IL PRECARIATO FA MALE AL VOLONTARIATO: NEGLI ULTIMI 8 ANNI I VOLONTARI SONO DIMINUITI DEL 15,7% (900 MILA PERSONE)
I GIOVANI CHE HANNO UN LAVORO NON HANNO TEMPO PER IL VOLONTARIATO E LE ASSOCIAZIONI DEL TERZO SETTORE RISCHIANO DI FINIRE A GAMBE ALL’ARIA (E COME AL SOLITO CI RIMETTONO I PIÙ BISOGNOSI)
Paralizzati dall’incertezza di un futuro gravido di incognite, schiacciati dalla precarietà di un lavoro spesso senza orari che lascia poco spazio ad altro, scoraggiati da una burocrazia che a volte vanifica l’impegno verso il prossimo, i giovani sono sempre più in fuga dal volontariato. Dal 2015 ad oggi, complice anche la pandemia, il loro numero è sceso del 15,7%, ovvero 900 mila volontari in meno. Al di sotto del livello del 2011, certifica l’ultima rilevazione dell’Istat, che ne conta pur sempre tanti: 4 milioni e 661 mila.
«A pesare non è tanto l’assenza di valori quanto l’incertezza sul futuro.

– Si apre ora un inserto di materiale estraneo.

//! DDL statements and migrations for the SQLite schema.
//!
//! Timestamps are stored as TEXT in ISO 8601 format (SQLite has no native
//! datetime type). The `metadata` table is shared by two logically distinct
//! categories of key: workspace `configuration` (issue_prefix, backend,
//! sync branch, ...) and internal `tracking` state (schema version, applied
//! migrations); the `category` column keeps a config dump from leaking
//! tracking keys.

/// Current schema version. Bumped whenever DDL or migrations change.
pub const CURRENT_SCHEMA_VERSION: i32 = 1;

/// Core DDL statements executed during `init_schema`.
pub const SCHEMA_STATEMENTS: &[&str] = &[
    // -- Issues table --------------------------------------------------------
    r#"
    CREATE TABLE IF NOT EXISTS issues (
        id                  TEXT PRIMARY KEY,
        content_hash        TEXT NOT NULL DEFAULT '',
        title               TEXT NOT NULL,
        description         TEXT NOT NULL DEFAULT '',
        design              TEXT NOT NULL DEFAULT '',
        acceptance_criteria TEXT NOT NULL DEFAULT '',
        notes               TEXT NOT NULL DEFAULT '',
        status              TEXT NOT NULL DEFAULT 'open',
        priority            INTEGER NOT NULL DEFAULT 2,
        issue_type          TEXT NOT NULL DEFAULT 'task',
        created_at          TEXT NOT NULL DEFAULT (strftime('%Y-%m-%dT%H:%M:%fZ', 'now')),
        created_by          TEXT NOT NULL DEFAULT '',
        updated_at          TEXT NOT NULL DEFAULT (strftime('%Y-%m-%dT%H:%M:%fZ', 'now')),
        closed_at           TEXT,
        close_reason        TEXT NOT NULL DEFAULT '',
        closed_by_session   TEXT NOT NULL DEFAULT '',
        -- Tombstone fields
        deleted_at          TEXT,
        deleted_by          TEXT NOT NULL DEFAULT '',
        delete_reason       TEXT NOT NULL DEFAULT '',
        original_type       TEXT,
        -- Spec-drift metadata (opaque to storage)
        spec_id             TEXT NOT NULL DEFAULT '',
        spec_changed_at     TEXT,
        external_ref        TEXT
    )
    "#,
    // -- Indexes on issues ---------------------------------------------------
    "CREATE INDEX IF NOT EXISTS idx_issues_status ON issues(status)",
    "CREATE INDEX IF NOT EXISTS idx_issues_priority ON issues(priority)",
    "CREATE INDEX IF NOT EXISTS idx_issues_issue_type ON issues(issue_type)",
    "CREATE INDEX IF NOT EXISTS idx_issues_created_at ON issues(created_at)",
    "CREATE INDEX IF NOT EXISTS idx_issues_updated_at ON issues(updated_at)",
    "CREATE INDEX IF NOT EXISTS idx_issues_spec_id ON issues(spec_id)",
    "CREATE INDEX IF NOT EXISTS idx_issues_external_ref ON issues(external_ref)",
    // -- Dependencies table --------------------------------------------------
    r#"
    CREATE TABLE IF NOT EXISTS dependencies (
        from_id       TEXT NOT NULL,
        to_id         TEXT NOT NULL,
        type          TEXT NOT NULL DEFAULT 'blocks',
        created_at    TEXT NOT NULL DEFAULT (strftime('%Y-%m-%dT%H:%M:%fZ', 'now')),
        created_by    TEXT NOT NULL DEFAULT '',
        PRIMARY KEY (from_id, to_id, type),
        FOREIGN KEY (from_id) REFERENCES issues(id) ON DELETE CASCADE
    )
    "#,
    "CREATE INDEX IF NOT EXISTS idx_dependencies_from ON dependencies(from_id)",
    "CREATE INDEX IF NOT EXISTS idx_dependencies_to ON dependencies(to_id)",
    "CREATE INDEX IF NOT EXISTS idx_dependencies_to_type ON dependencies(to_id, type)",
    // -- Labels table --------------------------------------------------------
    r#"
    CREATE TABLE IF NOT EXISTS labels (
        issue_id TEXT NOT NULL,
        label    TEXT NOT NULL,
        PRIMARY KEY (issue_id, label),
        FOREIGN KEY (issue_id) REFERENCES issues(id) ON DELETE CASCADE
    )
    "#,
    "CREATE INDEX IF NOT EXISTS idx_labels_label ON labels(label)",
    // -- Comments table ------------------------------------------------------
    r#"
    CREATE TABLE IF NOT EXISTS comments (
        id         INTEGER PRIMARY KEY AUTOINCREMENT,
        issue_id   TEXT NOT NULL,
        author     TEXT NOT NULL,
        text       TEXT NOT NULL,
        created_at TEXT NOT NULL DEFAULT (strftime('%Y-%m-%dT%H:%M:%fZ', 'now')),
        FOREIGN KEY (issue_id) REFERENCES issues(id) ON DELETE CASCADE
    )
    "#,
    "CREATE INDEX IF NOT EXISTS idx_comments_issue ON comments(issue_id)",
    "CREATE INDEX IF NOT EXISTS idx_comments_created_at ON comments(created_at)",
    // -- Events table (audit trail) ------------------------------------------
    r#"
    CREATE TABLE IF NOT EXISTS events (
        id          INTEGER PRIMARY KEY AUTOINCREMENT,
        issue_id    TEXT NOT NULL,
        event_type  TEXT NOT NULL,
        actor       TEXT NOT NULL,
        old_value   TEXT,
        new_value   TEXT,
        comment     TEXT,
        created_at  TEXT NOT NULL DEFAULT (strftime('%Y-%m-%dT%H:%M:%fZ', 'now')),
        FOREIGN KEY (issue_id) REFERENCES issues(id) ON DELETE CASCADE
    )
    "#,
    "CREATE INDEX IF NOT EXISTS idx_events_issue ON events(issue_id)",
    "CREATE INDEX IF NOT EXISTS idx_events_created_at ON events(created_at)",
    // -- Metadata table -------------------------------------------------------
    r#"
    CREATE TABLE IF NOT EXISTS metadata (
        key      TEXT PRIMARY KEY,
        value    TEXT NOT NULL,
        category TEXT NOT NULL DEFAULT 'tracking'
    )
    "#,
];

/// Default configuration values inserted on first init, all under the
/// `configuration` metadata category.
///
/// Matches the closed configuration surface: issue id prefix, storage
/// backend, sync branch, import orphan-handling policy, tombstone
/// retention, the ready-work failure-keyword list, and watcher tuning.
pub const DEFAULT_CONFIG: &[(&str, &str)] = &[
    ("issue_prefix", "bd"),
    ("backend", "embedded"),
    ("sync.branch", "main"),
    ("import.orphan_handling", "allow"),
    ("tombstone.ttl_days", "30"),
    ("ready.failure_keywords", "failed,blocked,wontfix,cancelled"),
    ("watcher.debounce_ms", "500"),
    ("watcher.poll_interval_s", "5"),
    ("sandbox", "auto"),
];

/// Schema migrations applied after initial DDL.
///
/// Each migration is a `(name, sql)` pair. Migrations are tracked in the
/// `metadata` table under the key `migration:<name>` (category `tracking`)
/// so they run at most once.
pub const MIGRATIONS: &[(&str, &str)] = &[
    // Future migrations go here, e.g.:
    // ("001_add_foo_column", "ALTER TABLE issues ADD COLUMN foo TEXT DEFAULT ''"),
];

Minacce come la guerra o i cambiamenti climatici disincentivano a investire su impegni a medio e lungo termine», riflette Laura Milani, che è anche responsabile del servizio civile nella Comunità Papa Giovanni XIII, «dove purtroppo oltre la metà dei giovani non si sono presentati al momento di dare vita ai nostri progetti».
«Ma non parlerei di disaffezione verso il mondo dell’associazionismo, perché a incidere in realtà sono i cambiamenti nel modo di socializzare che hanno reso più complesso il relazionarsi con gli altri», afferma a sua volta Vanessa Pallucchi, portavoce del Forum nazionale terzo settore.
Che punta anche l’indice contro la precarietà del lavoro, «con orari che rendono complicato trovare tempo per dedicarsi ad attività come quelle del volontariato». E poi, è inutile negarlo, «la cultura civica ha perso smalto, a causa anche della crisi dei corpi intermedi, partiti politici in testa, documentata dall’astensione alle urne».
E se i cambiamenti sociali generano la fuga dal volontariato, le associazioni no profit finiscono per ingrossare le schiere dei propri dipendenti, tanto che dal 2015 al 2020 se ne contano 82 mila in più. Con il rischio di rendere più burocratiche le istituzioni no profit. Anche se la burocrazia che allontana i volontari «è quella che obbliga i giovani a tutta una serie di adempimenti senza poter avere un contatto diretto con l’Ente presso cui vorrebbero prestare la loro opera», rivela sempre Laura Milani.
Le istituzioni che operano grazie al contributo dei volontari si concentrano infatti nei settori delle attività culturali e artistiche, sportive, ricreative e di socializzazione, che insieme aggregano il 65,2% delle istituzioni no profit. Ma pesano anche i settori dell’assistenza sociale e della protezione civile con il 10% di istituzioni, oltre che quello della Sanità con il 4,4%. Per non parlare del fatto che i giovani acquisiscono così competenze utili a trovare in seguito un lavoro, mentre intanto con il servizio civile ricevono un rimborso di 439 euro mensili.